RESULTS AND DISCUSSION

Summary of nutrient constituents and correlation coefficients

Table 1 summarizes nutrient value parameters in alfalfa and timothy hays. The maximum moisture concentrations were less than 200 g/kg in hays, meaning all imported hay fell within the safe moisture range for storage without possible spoilage. The moisture ranges of alfalfa were slightly greater than timothy hay but not to a substantial degree. The alfalfa hay presented greater feed values of high CP concentration and IVDMD than timothy hay but low fiber concentrations, which agrees with Yu et al [15]. The standard deviations of the nutrient parameters were greater in alfalfa hay samples than in timothy, indicating the alfalfa quality had greater variation.
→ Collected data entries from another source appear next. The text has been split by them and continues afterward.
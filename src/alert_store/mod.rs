mod schema;
mod sqlite_alert_store;

pub use schema::ALERTS_VERSIONED_SCHEMAS;
pub use sqlite_alert_store::SqliteAlertStore;

use crate::monitoring::{BackupJobConfig, JobKey};
use anyhow::Result;
use chrono::{DateTime, Utc};
use std::collections::HashMap;

/// One persisted "already alerted" marker.
///
/// A record for a job exists exactly while that job is considered overdue and
/// already notified for the current occurrence. Records are never updated in
/// place: a resolved or superseded occurrence deletes the record, and a still
/// overdue job gets a fresh one.
#[derive(Debug, Clone, PartialEq, Eq)]
pub struct AlertRecord {
    pub job: JobKey,
    pub expected_due_at: DateTime<Utc>,
    pub notified_at: DateTime<Utc>,
}

/// Durable source of truth for "has this overdue occurrence been alerted".
///
/// The store outlives the process: after a restart the engine picks its
/// dedup state back up from here rather than recomputing it.
pub trait AlertStore: Send + Sync {
    fn get_alert(&self, job: &JobKey) -> Result<Option<AlertRecord>>;

    fn has_alert(&self, job: &JobKey) -> Result<bool> {
        Ok(self.get_alert(job)?.is_some())
    }

    /// Create or overwrite the record for a job.
    fn record_alert(&self, record: &AlertRecord) -> Result<()>;

    /// Delete the record for a job. Returns whether a record existed.
    /// Idempotent: deleting an absent record is not an error.
    fn clear_alert(&self, job: &JobKey) -> Result<bool>;

    /// Forget alert state made stale by a configuration change.
    ///
    /// Clears the record of every job whose expected interval or allowed
    /// weekdays changed, whose monitoring was switched off, or which
    /// disappeared from configuration entirely. Must run on every
    /// configuration save, otherwise an alert computed under the old terms
    /// would keep suppressing a legitimately new alert under the new ones.
    /// Returns the number of records cleared.
    fn invalidate_on_config_change(
        &self,
        old_configs: &HashMap<JobKey, BackupJobConfig>,
        new_configs: &HashMap<JobKey, BackupJobConfig>,
    ) -> Result<usize> {
        let mut cleared = 0;
        for (job, old_config) in old_configs {
            let stale = match new_configs.get(job) {
                None => true,
                Some(new_config) => {
                    (old_config.monitoring_enabled && !new_config.monitoring_enabled)
                        || new_config.expected_interval_hours != old_config.expected_interval_hours
                        || new_config.allowed_weekdays != old_config.allowed_weekdays
                }
            };
            if stale && self.clear_alert(job)? {
                cleared += 1;
            }
        }
        Ok(cleared)
    }
}
use super::executor::TaskExecutor;
use super::task::{
    RegistryError, ScheduleExpression, TaskDescriptor, TaskExecutionResult, TaskHandler, TaskSet,
};
use chrono::{DateTime, Utc};
use std::collections::HashMap;
use std::sync::Arc;
use std::time::Duration;
use tokio::sync::Mutex;
use tokio::task::JoinHandle;
use tokio_util::sync::CancellationToken;
use tracing::{debug, info, warn};

/// Snapshot of one task's state for status reporting. Detached from the
/// registry; mutating it has no effect on internal state.
#[derive(Debug, Clone)]
pub struct TaskStatus {
    pub name: String,
    pub running: bool,
    pub last_run_at: Option<DateTime<Utc>>,
    pub last_error: Option<String>,
}

struct LiveTask {
    cancel: CancellationToken,
    handle: JoinHandle<()>,
}

struct RegistryInner {
    descriptors: HashMap<String, TaskDescriptor>,
    live: HashMap<String, LiveTask>,
}

/// Authoritative mapping of task name to live scheduled timer.
///
/// All lifecycle operations go through here; handlers never touch ambient
/// global state. Invariant: at most one live timer exists per task name, and
/// `reload_all` fully drains the old timer set before arming the new one.
pub struct TaskRegistry {
    inner: Mutex<RegistryInner>,
    handlers: TaskSet,
    executor: TaskExecutor,
}

impl TaskRegistry {
    pub fn new(handlers: TaskSet, executor: TaskExecutor) -> Self {
        Self {
            inner: Mutex::new(RegistryInner {
                descriptors: HashMap::new(),
                live: HashMap::new(),
            }),
            handlers,
            executor,
        }
    }

    /// Validate the descriptor's schedule and arm its timer.
    ///
    /// Registering a name that is already live replaces the old timer after
    /// draining it, so the one-timer-per-name invariant holds.
    pub async fn register(&self, descriptor: TaskDescriptor) -> Result<(), RegistryError> {
        let schedule = ScheduleExpression::parse(&descriptor.cron_expression)?;
        let mut inner = self.inner.lock().await;
        let name = descriptor.name().to_string();

        if let Some(live) = inner.live.remove(&name) {
            drain(live).await;
        }

        info!(
            "Registering task {} (cron: {})",
            name,
            schedule.as_str()
        );
        let handler = self.handlers.handler(descriptor.kind);
        let live = arm(self.executor.clone(), &name, schedule, handler);
        inner.live.insert(name.clone(), live);
        inner.descriptors.insert(name, descriptor);
        Ok(())
    }

    /// Cancel a task's timer. Safe to call on an already stopped task;
    /// errors only when the name was never registered.
    pub async fn stop(&self, name: &str) -> Result<(), RegistryError> {
        let mut inner = self.inner.lock().await;
        if !inner.descriptors.contains_key(name) {
            return Err(RegistryError::TaskNotFound(name.to_string()));
        }
        if let Some(live) = inner.live.remove(name) {
            drain(live).await;
            info!("Stopped task {}", name);
        }
        Ok(())
    }

    /// Re-arm a previously stopped task from its retained descriptor.
    /// No-op when the task is already running.
    pub async fn start(&self, name: &str) -> Result<(), RegistryError> {
        let mut inner = self.inner.lock().await;
        let descriptor = inner
            .descriptors
            .get(name)
            .ok_or_else(|| RegistryError::UnknownTask(name.to_string()))?
            .clone();

        if inner.live.contains_key(name) {
            debug!("Task {} is already running", name);
            return Ok(());
        }

        let schedule = ScheduleExpression::parse(&descriptor.cron_expression)?;
        let handler = self.handlers.handler(descriptor.kind);
        let live = arm(self.executor.clone(), name, schedule, handler);
        inner.live.insert(name.to_string(), live);
        info!("Started task {}", name);
        Ok(())
    }

    /// Atomically replace the descriptor set.
    ///
    /// Every schedule is validated before any timer is touched; then all
    /// existing timers are cancelled and drained, and the enabled subset of
    /// the new set is armed.
    pub async fn reload_all(&self, descriptors: Vec<TaskDescriptor>) -> Result<(), RegistryError> {
        let mut validated = Vec::with_capacity(descriptors.len());
        for descriptor in descriptors {
            let schedule = ScheduleExpression::parse(&descriptor.cron_expression)?;
            validated.push((descriptor, schedule));
        }

        let mut inner = self.inner.lock().await;

        // Cancel everything first, then wait for each timer to exit, so no
        // stale timer can fire while the new set is being armed.
        let old: Vec<LiveTask> = inner.live.drain().map(|(_, live)| live).collect();
        for live in &old {
            live.cancel.cancel();
        }
        for live in old {
            let _ = live.handle.await;
        }
        inner.descriptors.clear();

        let mut enabled_count = 0;
        for (descriptor, schedule) in validated {
            let name = descriptor.name().to_string();
            // Duplicate kinds in the input collapse to the last one.
            if let Some(stale) = inner.live.remove(&name) {
                drain(stale).await;
            }
            if descriptor.enabled {
                let handler = self.handlers.handler(descriptor.kind);
                let live = arm(self.executor.clone(), &name, schedule, handler);
                inner.live.insert(name.clone(), live);
                enabled_count += 1;
            }
            inner.descriptors.insert(name, descriptor);
        }

        info!(
            "Reloaded task configuration: {} tasks, {} enabled",
            inner.descriptors.len(),
            enabled_count
        );
        Ok(())
    }

    /// Drain every live timer. Used on shutdown.
    pub async fn stop_all(&self) {
        let mut inner = self.inner.lock().await;
        let old: Vec<LiveTask> = inner.live.drain().map(|(_, live)| live).collect();
        for live in &old {
            live.cancel.cancel();
        }
        for live in old {
            let _ = live.handle.await;
        }
    }

    /// Run a task immediately, outside its schedule. Shares the executor
    /// (and therefore run bookkeeping) with the scheduled tick path.
    pub async fn trigger(&self, name: &str) -> Result<TaskExecutionResult, RegistryError> {
        let handler = {
            let inner = self.inner.lock().await;
            let descriptor = inner
                .descriptors
                .get(name)
                .ok_or_else(|| RegistryError::UnknownTask(name.to_string()))?;
            self.handlers.handler(descriptor.kind)
        };
        Ok(self.executor.execute(name, handler).await)
    }

    /// Status snapshot for every known task, sorted by name.
    pub async fn status(&self) -> Vec<TaskStatus> {
        let records = self.executor.run_records().await;
        let inner = self.inner.lock().await;

        let mut statuses: Vec<TaskStatus> = inner
            .descriptors
            .keys()
            .map(|name| {
                let record = records.get(name);
                TaskStatus {
                    name: name.clone(),
                    running: inner.live.contains_key(name),
                    last_run_at: record.map(|r| r.last_run_at),
                    last_error: record.and_then(|r| r.last_error.clone()),
                }
            })
            .collect();
        statuses.sort_by(|a, b| a.name.cmp(&b.name));
        statuses
    }
}

async fn drain(live: LiveTask) {
    live.cancel.cancel();
    let _ = live.handle.await;
}

fn arm(
    executor: TaskExecutor,
    name: &str,
    schedule: ScheduleExpression,
    handler: Arc<dyn TaskHandler>,
) -> LiveTask {
    let cancel = CancellationToken::new();
    let token = cancel.clone();
    let task_name = name.to_string();

    let handle = tokio::spawn(async move {
        loop {
            let now = Utc::now();
            let Some(next) = schedule.next_after(now) else {
                warn!(
                    "Schedule {:?} for task {} has no future occurrence, disarming",
                    schedule.as_str(),
                    task_name
                );
                break;
            };
            let wait = (next - now).to_std().unwrap_or(Duration::ZERO);
            debug!("Task {} sleeping {:?} until next tick", task_name, wait);

            tokio::select! {
                _ = token.cancelled() => break,
                _ = tokio::time::sleep(wait) => {
                    executor.execute(&task_name, Arc::clone(&handler)).await;
                }
            }
        }
    });

    LiveTask { cancel, handle }
}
Also, some hay's extremely low CP values indicate insufficient quality of the corresponding hay to support CP requirements for heifers or milking cows. The current CP, NDF, and ADF value ranges are similar to those reported for alfalfa samples collected in Spain [16]. However, the nutrient value in hay samples reflected significant differences from alfalfa samples collected from central, western, and northern New York (USA), as reported Berzaghi et al [17]. These differences could be reasoned from specific agronomic conditions such as growth stage, cutting height, genetics, and growing conditions [15]. For example, Rego et al [16] suggested differences in harvest number and growth stage as factors affecting leaf-to-stem ratio, resulting in significant variations in alfalfa CP content. Alfalfa grown under high temperatures produced lower digestibility biomass than grown under low temperatures due to greater accumulation potential of ADF and acid detergent lignin, while increasing temperatures resulted in a decreased N concentration in timothy but had an opposite effect in alfalfa [18]. Except for dry matter (DM), standard deviations were greater with the other nutrient parameters in alfalfa hay than timothy hay, indicating a possibility of more robust calibration model development from the alfalfa hay dataset.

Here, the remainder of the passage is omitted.